=== Information ===
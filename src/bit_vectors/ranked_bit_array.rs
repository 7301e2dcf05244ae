//! Bit array with a table of cumulative per-word one-counts.

use std::io::{Read, Write};

use anyhow::Result;

use crate::bit_vectors::prelude::*;
use crate::bit_vectors::BitArray;
use crate::broadword::{self, WORD_LEN};
use crate::{Error, Serializable};

/// Bit array supporting constant-time rank and logarithmic-time select.
///
/// Beside the `N` raw words of a [`BitArray`], it keeps `N` auxiliary counters
/// where counter `j` is the number of ones in raw words `0..=j`.
/// The counters are computed by [`Self::count_bucket_ranks()`], which must run
/// after the last [`Self::set_bit()`]. Until then, rank and select queries return [`None`].
///
/// # Examples
///
/// ```
/// # fn main() -> anyhow::Result<()> {
/// use trie_encodings::bit_vectors::{RankedBitArray, prelude::*};
///
/// let mut bv = RankedBitArray::with_len(40);
/// bv.set_bit(3, true)?;
/// bv.set_bit(35, true)?;
/// assert_eq!(bv.rank1(36), None);
///
/// bv.count_bucket_ranks();
/// assert_eq!(bv.rank1(36), Some(2));
/// assert_eq!(bv.select0(4), Some(4));
/// assert_eq!(bv.select1(2), Some(35));
/// # Ok(())
/// # }
/// ```
#[derive(Default, Debug, Clone, PartialEq, Eq)]
pub struct RankedBitArray {
    bv: BitArray,
    bucket_ranks: Vec<usize>,
    stale: bool,
}

impl RankedBitArray {
    /// Creates a new array from `bv` and counts its bucket ranks.
    pub fn new(bv: BitArray) -> Self {
        let mut this = Self {
            bv,
            bucket_ranks: vec![],
            stale: true,
        };
        this.count_bucket_ranks();
        this
    }

    /// Creates a new array of `len` unset bits.
    pub fn with_len(len: usize) -> Self {
        Self::new(BitArray::new(len))
    }

    /// Creates a new array from input bit stream `bits`.
    pub fn from_bits<I>(bits: I) -> Self
    where
        I: IntoIterator<Item = bool>,
    {
        Self::new(BitArray::from_bits(bits))
    }

    /// Creates a new array from the physical layout of `len` bits:
    /// `N` raw words followed by `N` cumulative one-counts.
    ///
    /// # Errors
    ///
    /// [`Error::MalformedEncoding`] is returned if the layout does not hold `len` bits
    /// or if the counters disagree with the raw words.
    ///
    /// # Examples
    ///
    /// ```
    /// # fn main() -> anyhow::Result<()> {
    /// use trie_encodings::bit_vectors::{RankedBitArray, Rank};
    ///
    /// let bv = RankedBitArray::from_layout(&[0b1011, 3], 4)?;
    /// assert_eq!(bv.rank1(4), Some(3));
    /// assert!(RankedBitArray::from_layout(&[0b1011, 2], 4).is_err());
    /// # Ok(())
    /// # }
    /// ```
    pub fn from_layout(layout: &[u32], len: usize) -> Result<Self> {
        let num_words = broadword::words_for(len);
        if layout.len() != 2 * num_words {
            return Err(Error::malformed(format!(
                "{len} bits need {} layout words, but got {}",
                2 * num_words,
                layout.len()
            ))
            .into());
        }
        let (raw, aux) = layout.split_at(num_words);
        let this = Self::new(BitArray::from_words(raw.to_vec(), len)?);
        let consistent = this
            .bucket_ranks
            .iter()
            .zip(aux)
            .all(|(&r, &a)| r == a as usize);
        if !consistent {
            return Err(Error::malformed("bucket ranks disagree with the raw words").into());
        }
        Ok(this)
    }

    /// Returns the physical layout: `N` raw words followed by `N` cumulative one-counts.
    ///
    /// # Errors
    ///
    /// [`Error::CapacityExceeded`] is returned if a count does not fit in 32 bits.
    pub fn to_layout(&self) -> Result<Vec<u32>> {
        let mut layout = Vec::with_capacity(2 * self.bv.num_words());
        layout.extend_from_slice(self.bv.words());
        for &r in &self.bucket_ranks {
            layout.push(crate::utils::to_u32(r, "bucket rank")?);
        }
        Ok(layout)
    }

    /// Updates the `pos`-th bit to `bit` and marks the bucket ranks stale.
    ///
    /// # Errors
    ///
    /// An error is returned if `self.num_bits() <= pos`.
    pub fn set_bit(&mut self, pos: usize, bit: bool) -> Result<()> {
        self.bv.set_bit(pos, bit)?;
        self.stale = true;
        Ok(())
    }

    /// Recomputes the cumulative one-count of every word in $`O(N)`$ time.
    pub fn count_bucket_ranks(&mut self) {
        let mut acc = 0;
        self.bucket_ranks.clear();
        self.bucket_ranks.reserve(self.bv.num_words());
        for &w in self.bv.words() {
            acc += broadword::popcount(w);
            self.bucket_ranks.push(acc);
        }
        self.stale = false;
    }

    /// Checks if the bucket ranks reflect the current bits.
    pub const fn is_ranked(&self) -> bool {
        !self.stale
    }

    /// Returns the `pos`-th bit, or [`None`] if out of bounds.
    #[inline(always)]
    pub fn get_bit(&self, pos: usize) -> Option<bool> {
        self.bv.get_bit(pos)
    }

    /// Returns the reference of the internal bit array.
    pub const fn bit_array(&self) -> &BitArray {
        &self.bv
    }

    /// Returns the cumulative one-count of every word.
    pub fn bucket_ranks(&self) -> &[usize] {
        &self.bucket_ranks
    }

    /// Returns the number of zeros in words `0..=word`, excluding padding.
    #[inline(always)]
    fn zeros_through(&self, word: usize) -> usize {
        ((word + 1) * WORD_LEN).min(self.bv.len()) - self.bucket_ranks[word]
    }

    /// Returns the first word for which `count(word) >= k`.
    #[inline(always)]
    fn search_bucket<F>(&self, k: usize, count: F) -> usize
    where
        F: Fn(usize) -> usize,
    {
        let (mut lo, mut hi) = (0, self.bv.num_words() - 1);
        while lo < hi {
            let mid = lo + (hi - lo) / 2;
            if count(mid) >= k {
                hi = mid;
            } else {
                lo = mid + 1;
            }
        }
        lo
    }
}

impl NumBits for RankedBitArray {
    fn num_bits(&self) -> usize {
        self.bv.len()
    }

    /// Returns the number of bits set.
    ///
    /// It reads the last bucket rank, so it reflects the last [`RankedBitArray::count_bucket_ranks()`].
    fn num_ones(&self) -> usize {
        self.bucket_ranks.last().copied().unwrap_or(0)
    }
}

impl Access for RankedBitArray {
    fn access(&self, pos: usize) -> Option<bool> {
        self.bv.get_bit(pos)
    }
}

impl Rank for RankedBitArray {
    /// Returns the number of ones from the 0-th bit to the `pos-1`-th bit, or
    /// [`None`] if `self.num_bits() < pos` or the bucket ranks are stale.
    ///
    /// # Complexity
    ///
    /// Constant
    ///
    /// # Examples
    ///
    /// ```
    /// use trie_encodings::bit_vectors::{RankedBitArray, Rank};
    ///
    /// let bv = RankedBitArray::from_bits([true, false, false, true]);
    /// assert_eq!(bv.rank1(0), Some(0));
    /// assert_eq!(bv.rank1(1), Some(1));
    /// assert_eq!(bv.rank1(4), Some(2));
    /// assert_eq!(bv.rank1(5), None);
    /// ```
    fn rank1(&self, pos: usize) -> Option<usize> {
        if self.stale || self.bv.len() < pos {
            return None;
        }
        let (wpos, left) = (pos / WORD_LEN, pos % WORD_LEN);
        let bucket_rank = if wpos == 0 {
            0
        } else {
            self.bucket_ranks[wpos - 1]
        };
        if left == 0 {
            return Some(bucket_rank);
        }
        let masked = self.bv.words()[wpos] & broadword::low_mask(left);
        Some(bucket_rank + broadword::popcount(masked))
    }

    /// Returns the number of zeros from the 0-th bit to the `pos-1`-th bit, or
    /// [`None`] if `self.num_bits() < pos` or the bucket ranks are stale.
    fn rank0(&self, pos: usize) -> Option<usize> {
        Some(pos - self.rank1(pos)?)
    }
}

impl Select for RankedBitArray {
    /// Searches the position of the `k`-th bit set.
    ///
    /// The word holding the answer is found by binary search over the bucket ranks,
    /// and then scanned bit by bit.
    ///
    /// # Complexity
    ///
    /// Logarithmic
    fn select1(&self, k: usize) -> Option<usize> {
        if self.stale || k == 0 || self.num_ones() < k {
            return None;
        }
        let word = self.search_bucket(k, |j| self.bucket_ranks[j]);
        let mut count = if word == 0 {
            0
        } else {
            self.bucket_ranks[word - 1]
        };
        for pos in word * WORD_LEN..self.bv.len() {
            if self.bv.get_bit(pos)? {
                count += 1;
                if count == k {
                    return Some(pos);
                }
            }
        }
        None
    }

    /// Searches the position of the `k`-th bit unset.
    ///
    /// The word holding the answer is found by binary search over zero counts derived
    /// from the bucket ranks, and then scanned bit by bit.
    ///
    /// # Complexity
    ///
    /// Logarithmic
    ///
    /// # Examples
    ///
    /// ```
    /// use trie_encodings::bit_vectors::{RankedBitArray, Select};
    ///
    /// let bv = RankedBitArray::from_bits([true, false, false, true]);
    /// assert_eq!(bv.select0(0), None);
    /// assert_eq!(bv.select0(1), Some(1));
    /// assert_eq!(bv.select0(2), Some(2));
    /// assert_eq!(bv.select0(3), None);
    /// ```
    fn select0(&self, k: usize) -> Option<usize> {
        if self.stale || k == 0 || self.num_zeros() < k {
            return None;
        }
        let word = self.search_bucket(k, |j| self.zeros_through(j));
        let mut count = if word == 0 {
            0
        } else {
            self.zeros_through(word - 1)
        };
        for pos in word * WORD_LEN..self.bv.len() {
            if !self.bv.get_bit(pos)? {
                count += 1;
                if count == k {
                    return Some(pos);
                }
            }
        }
        None
    }
}

impl Serializable for RankedBitArray {
    fn serialize_into<W: Write>(&self, mut writer: W) -> Result<usize> {
        let mut mem = crate::utils::to_u32(self.bv.len(), "bit length")?
            .serialize_into(&mut writer)?;
        for w in self.to_layout()? {
            mem += w.serialize_into(&mut writer)?;
        }
        Ok(mem)
    }

    fn deserialize_from<R: Read>(mut reader: R) -> Result<Self> {
        let len = u32::deserialize_from(&mut reader)? as usize;
        let layout = (0..2 * broadword::words_for(len))
            .map(|_| u32::deserialize_from(&mut reader))
            .collect::<Result<Vec<_>>>()?;
        Self::from_layout(&layout, len)
    }

    fn size_in_bytes(&self) -> usize {
        std::mem::size_of::<u32>() * (1 + 2 * self.bv.num_words())
    }
}

#[cfg(test)]
mod tests {
    use super::*;

    use rand::{Rng, SeedableRng};
    use rand_chacha::ChaChaRng;

    const WORD: u32 = 2774701;

    fn gen_random_bits(len: usize, p: f64, seed: u64) -> Vec<bool> {
        let mut rng = ChaChaRng::seed_from_u64(seed);
        (0..len).map(|_| rng.gen_bool(p)).collect()
    }

    fn test_rank_select1(bits: &[bool], bv: &RankedBitArray) {
        let mut cur_rank = 0;
        for i in 0..bits.len() {
            assert_eq!(bv.rank1(i), Some(cur_rank));
            if bits[i] {
                cur_rank += 1;
                assert_eq!(bv.select1(cur_rank), Some(i));
            }
        }
        assert_eq!(bv.rank1(bits.len()), Some(cur_rank));
        assert_eq!(cur_rank, bv.num_ones());
        assert_eq!(bv.select1(cur_rank + 1), None);
    }

    fn test_rank_select0(bits: &[bool], bv: &RankedBitArray) {
        let mut cur_rank = 0;
        for i in 0..bits.len() {
            assert_eq!(bv.rank0(i), Some(cur_rank));
            if !bits[i] {
                cur_rank += 1;
                assert_eq!(bv.select0(cur_rank), Some(i));
            }
        }
        assert_eq!(cur_rank, bv.num_zeros());
        assert_eq!(bv.select0(cur_rank + 1), None);
    }

    #[test]
    fn test_fixture_rank1() {
        let bv = RankedBitArray::from_layout(&[WORD, WORD, 12, 24], 64).unwrap();
        for (pos, expected) in [(0, 0), (1, 1), (2, 1), (3, 2), (32, 12), (33, 13)] {
            assert_eq!(bv.rank1(pos), Some(expected), "pos={pos}");
        }
    }

    #[test]
    fn test_fixture_select0() {
        let bv = RankedBitArray::from_layout(&[WORD, WORD, 12, 24], 64).unwrap();
        for (k, expected) in [(0, None), (1, Some(1)), (2, Some(4)), (3, Some(6))] {
            assert_eq!(bv.select0(k), expected, "k={k}");
        }
        assert_eq!(bv.select0(12), Some(23));
        assert_eq!(bv.select0(21), Some(33));
        assert_eq!(bv.select0(40), Some(63));
        assert_eq!(bv.select0(41), None);
    }

    #[test]
    fn test_layout() {
        let bv = RankedBitArray::new(BitArray::from_words(vec![WORD, WORD], 64).unwrap());
        assert_eq!(bv.to_layout().unwrap(), vec![WORD, WORD, 12, 24]);
    }

    #[test]
    fn test_stale_until_counted() {
        let mut bv = RankedBitArray::with_len(10);
        assert_eq!(bv.rank1(10), Some(0));
        bv.set_bit(2, true).unwrap();
        assert!(!bv.is_ranked());
        assert_eq!(bv.rank1(10), None);
        assert_eq!(bv.select1(1), None);
        assert_eq!(bv.select0(1), None);
        bv.count_bucket_ranks();
        assert!(bv.is_ranked());
        assert_eq!(bv.rank1(10), Some(1));
        assert_eq!(bv.select1(1), Some(2));
    }

    #[test]
    fn test_rank1_all_zeros() {
        let bv = RankedBitArray::from_bits([false, false, false]);
        assert_eq!(bv.rank1(0), Some(0));
        assert_eq!(bv.rank1(3), Some(0));
        assert_eq!(bv.rank1(4), None);
        assert_eq!(bv.select1(1), None);
    }

    #[test]
    fn test_select0_all_ones() {
        let bv = RankedBitArray::from_bits([true; 40]);
        assert_eq!(bv.select0(1), None);
        assert_eq!(bv.rank0(40), Some(0));
    }

    #[test]
    fn test_empty() {
        let bv = RankedBitArray::with_len(0);
        assert_eq!(bv.rank1(0), Some(0));
        assert_eq!(bv.select0(1), None);
        assert_eq!(bv.select1(1), None);
    }

    #[test]
    fn test_rank_monotone_and_select_consistent() {
        let bits = gen_random_bits(3000, 0.5, 7);
        let bv = RankedBitArray::from_bits(bits.iter().cloned());
        let mut prev = 0;
        for i in 0..=bits.len() {
            let r = bv.rank1(i).unwrap();
            assert!(prev <= r);
            prev = r;
        }
        for k in 1..=bv.num_zeros() {
            let pos = bv.select0(k).unwrap();
            assert_eq!(bv.rank0(pos + 1), Some(k));
        }
    }

    #[test]
    fn test_random_bits() {
        for seed in 0..30 {
            for p in [0.1, 0.5, 0.9] {
                let bits = gen_random_bits(1000 + seed as usize, p, seed);
                let bv = RankedBitArray::from_bits(bits.iter().cloned());
                test_rank_select1(&bits, &bv);
                test_rank_select0(&bits, &bv);
            }
        }
    }

    #[test]
    fn test_serialize() {
        let mut bytes = vec![];
        let bv = RankedBitArray::from_bits(gen_random_bits(1000, 0.5, 42));
        let size = bv.serialize_into(&mut bytes).unwrap();
        let other = RankedBitArray::deserialize_from(&bytes[..]).unwrap();
        assert_eq!(bv, other);
        assert_eq!(size, bytes.len());
        assert_eq!(size, bv.size_in_bytes());
    }

    #[test]
    fn test_deserialize_rejects_bad_ranks() {
        let bv = RankedBitArray::from_bits([true, true, false]);
        let mut bytes = bv.to_bytes().unwrap();
        let last = bytes.len() - 1;
        bytes[last] = 3;
        let e = RankedBitArray::from_bytes(&bytes).unwrap_err();
        assert_eq!(
            e.downcast_ref::<Error>(),
            Some(&Error::MalformedEncoding(
                "bucket ranks disagree with the raw words".to_string()
            ))
        );
    }
}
===
**Directions for this task**
Repeat exactly, please, each line from the beginning of the data through the line with "raw words of" in it, and only those lines.

**Answer below**
filename src/bit_vectors/ranked_bit_array.rs
repository 7301e2dcf05244ae
//! Bit array with a table of cumulative per-word one-counts.

use std::io::{Read, Write};

use anyhow::Result;

use crate::bit_vectors::prelude::*;
use crate::bit_vectors::BitArray;
use crate::broadword::{self, WORD_LEN};
use crate::{Error, Serializable};

/// Bit array supporting constant-time rank and logarithmic-time select.
///
/// Beside the `N` raw words of a [`BitArray`], it keeps `N` auxiliary counters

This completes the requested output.